A slave’s view of slavery

12 Years a Slave Fox Searchlight Rating: 14A 133 minutes

12 Years a Slave is not an easy picture to watch. But it is an excellent examination of the brutality, unfairness and injustice of the practice, especially when the character at the centre of the movie was once a free man. Although that probably shouldn’t make a difference.

The movie is based on a book by the man who lived it. Chiwetel Ejiofor plays Solomon Northup, a free black man in upstate New York, with a wife, children and profession, who is kidnapped in 1841 and sold into slavery for 12 years in Louisana. We get to see slavery from the slave’s point of view and, at the same time, from the view of a man who once was free.

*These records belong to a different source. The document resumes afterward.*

// This Source Code Form is subject to the terms of the Mozilla Public
// License, v. 2.0. If a copy of the MPL was not distributed with this
// file, You can obtain one at https://mozilla.org/MPL/2.0/.

/*! Entitlements handling.

Entitlements are a plist dictionary granting the signed binary OS-enforced
permissions. They are embedded in the superblob twice: verbatim XML and a
DER encoding introduced around macOS 10.14 that modern verifiers prefer.
*/

use {
    crate::{code_directory::ExecutableSegmentFlags, error::CodesignError},
    plist::Value,
    rasn::{
        ber::enc::{Encoder as DerEncoder, Error as DerError},
        enc::Error,
        types::{Class, Tag},
        Encoder,
    },
    std::collections::BTreeMap,
};

/// Encode a plist [Value] to DER, writing to an encoder.
fn der_encode_value(encoder: &mut DerEncoder, value: &Value) -> Result<(), DerError> {
    match value {
        Value::Boolean(v) => encoder.encode_bool(Tag::BOOL, *v),
        Value::Integer(v) => {
            let integer = rasn::types::Integer::from(v.as_signed().unwrap());
            encoder.encode_integer(Tag::INTEGER, &integer)
        }
        Value::String(string) => encoder.encode_utf8_string(Tag::UTF8_STRING, string),
        Value::Array(array) => encoder.encode_sequence(Tag::SEQUENCE, |encoder| {
            for v in array {
                der_encode_value(encoder, v)?;
            }
            Ok(())
        }),
        Value::Dictionary(dict) => {
            // Keys must be emitted in sorted order.
            let map = dict.into_iter().collect::<BTreeMap<_, _>>();
            encoder.encode_sequence(Tag::new(Class::Context, 16), |encoder| {
                for (k, v) in map {
                    encoder.encode_sequence(Tag::SEQUENCE, |encoder| {
                        encoder.encode_utf8_string(Tag::UTF8_STRING, k)?;
                        der_encode_value(encoder, v)?;
                        Ok(())
                    })?;
                }
                Ok(())
            })
        }

        Value::Data(_) => Err(DerError::custom("encoding of data values not supported")),
        Value::Date(_) => Err(DerError::custom("encoding of date values not supported")),
        Value::Real(_) => Err(DerError::custom("encoding of real values not supported")),
        Value::Uid(_) => Err(DerError::custom("encoding of uid values not supported")),
        _ => Err(DerError::custom(
            "encoding of unknown value type not supported",
        )),
    }
}

/// Encode an entitlements plist to DER.
pub fn der_encode_entitlements_plist(value: &Value) -> Result<Vec<u8>, CodesignError> {
    rasn::der::encode_scope(|encoder| {
        encoder.encode_sequence(Tag::new(Class::Application, 16), |encoder| {
            encoder.encode_integer(Tag::INTEGER, &rasn::types::Integer::from(1))?;
            der_encode_value(encoder, value)?;
            Ok(())
        })
    })
    .map_err(|e| CodesignError::EntitlementsDerEncode(format!("{}", e)))
}

/// Derive [ExecutableSegmentFlags] implied by an entitlements plist.
///
/// Some entitlement keys imply features in the executable segment flags of
/// the code directory.
pub fn plist_to_executable_segment_flags(value: &Value) -> ExecutableSegmentFlags {
    let mut flags = ExecutableSegmentFlags::empty();

    if let Value::Dictionary(d) = value {
        if matches!(d.get("get-task-allow"), Some(Value::Boolean(true))) {
            flags |= ExecutableSegmentFlags::ALLOW_UNSIGNED;
        }
        if matches!(d.get("run-unsigned-code"), Some(Value::Boolean(true))) {
            flags |= ExecutableSegmentFlags::ALLOW_UNSIGNED;
        }
        if matches!(
            d.get("com.apple.private.cs.debugger"),
            Some(Value::Boolean(true))
        ) {
            flags |= ExecutableSegmentFlags::DEBUGGER;
        }
        if matches!(d.get("dynamic-codesigning"), Some(Value::Boolean(true))) {
            flags |= ExecutableSegmentFlags::JIT;
        }
        if matches!(
            d.get("com.apple.private.skip-library-validation"),
            Some(Value::Boolean(true))
        ) {
            flags |= ExecutableSegmentFlags::SKIP_LIBRARY_VALIDATION;
        }
        if matches!(
            d.get("com.apple.private.amfi.can-load-cdhash"),
            Some(Value::Boolean(true))
        ) {
            flags |= ExecutableSegmentFlags::CAN_LOAD_CD_HASH;
        }
        if matches!(
            d.get("com.apple.private.amfi.can-execute-cdhash"),
            Some(Value::Boolean(true))
        ) {
            flags |= ExecutableSegmentFlags::CAN_EXEC_CD_HASH;
        }
    }

    flags
}

#[cfg(test)]
mod tests {
    use {super::*, plist::Dictionary};

    // Expected encodings captured from Apple's `codesign`
    // --generate-entitlement-der output.
    const DER_EMPTY_DICT: &[u8] = &[112, 5, 2, 1, 1, 176, 0];
    const DER_BOOL_TRUE: &[u8] = &[
        112, 15, 2, 1, 1, 176, 10, 48, 8, 12, 3, 107, 101, 121, 1, 1, 255,
    ];
    const DER_STRING_VALUE: &[u8] = &[
        112, 19, 2, 1, 1, 176, 14, 48, 12, 12, 3, 107, 101, 121, 12, 5, 118, 97, 108, 117, 101,
    ];
    const DER_MULTIPLE_KEYS: &[u8] = &[
        112, 37, 2, 1, 1, 176, 32, 48, 8, 12, 3, 107, 101, 121, 1, 1, 0, 48, 9, 12, 4, 107, 101,
        121, 50, 1, 1, 255, 48, 9, 12, 4, 107, 101, 121, 51, 2, 1, 42,
    ];

    #[test]
    fn der_encoding_known_values() {
        let mut dict = Dictionary::new();
        assert_eq!(
            der_encode_entitlements_plist(&Value::Dictionary(dict.clone())).unwrap(),
            DER_EMPTY_DICT
        );

        dict.insert("key".into(), Value::Boolean(true));
        assert_eq!(
            der_encode_entitlements_plist(&Value::Dictionary(dict.clone())).unwrap(),
            DER_BOOL_TRUE
        );

        dict.insert("key".into(), Value::String("value".into()));
        assert_eq!(
            der_encode_entitlements_plist(&Value::Dictionary(dict)).unwrap(),
            DER_STRING_VALUE
        );
    }

    #[test]
    fn der_encoding_sorts_keys() {
        let mut dict = Dictionary::new();
        dict.insert("key3".into(), Value::Integer(plist::Integer::from(42)));
        dict.insert("key".into(), Value::Boolean(false));
        dict.insert("key2".into(), Value::Boolean(true));

        assert_eq!(
            der_encode_entitlements_plist(&Value::Dictionary(dict)).unwrap(),
            DER_MULTIPLE_KEYS
        );
    }

    #[test]
    fn der_encoding_rejects_unsupported_types() {
        let mut dict = Dictionary::new();
        dict.insert("key".into(), Value::Real(1.5));

        assert!(matches!(
            der_encode_entitlements_plist(&Value::Dictionary(dict)),
            Err(CodesignError::EntitlementsDerEncode(_))
        ));
    }

    #[test]
    fn implied_executable_segment_flags() {
        let mut dict = Dictionary::new();
        dict.insert("get-task-allow".into(), Value::Boolean(true));
        dict.insert("dynamic-codesigning".into(), Value::Boolean(true));

        let flags = plist_to_executable_segment_flags(&Value::Dictionary(dict));
        assert_eq!(
            flags,
            ExecutableSegmentFlags::ALLOW_UNSIGNED | ExecutableSegmentFlags::JIT
        );

        let flags = plist_to_executable_segment_flags(&Value::Dictionary(Dictionary::new()));
        assert!(flags.is_empty());
    }
}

In his journey from free man to slave and back again, Ejiofor’s character meets the whole spectrum of white overseers, from the vicious (Michael Fassbender) to the kind (Brad Pitt, playing a Canadian of all things). They are part of an excellent supporting cast of top notch actors, mostly in small parts, ranging from Paul Giamatti to Benedict Cumberbatch.

This is probably the most authentic look at slavery in an American movie, curiously, directed by a black Englishman, Steve McQueen.

The movie has nine Oscar nominations, including best picture, director, screenplay, actor and supporting actress for a great debut performance for Lupita Nyong’o as a fellow slave. If there is any fairness in Hollywood, it should win a few, especially for Ejiofor and Nyong’o.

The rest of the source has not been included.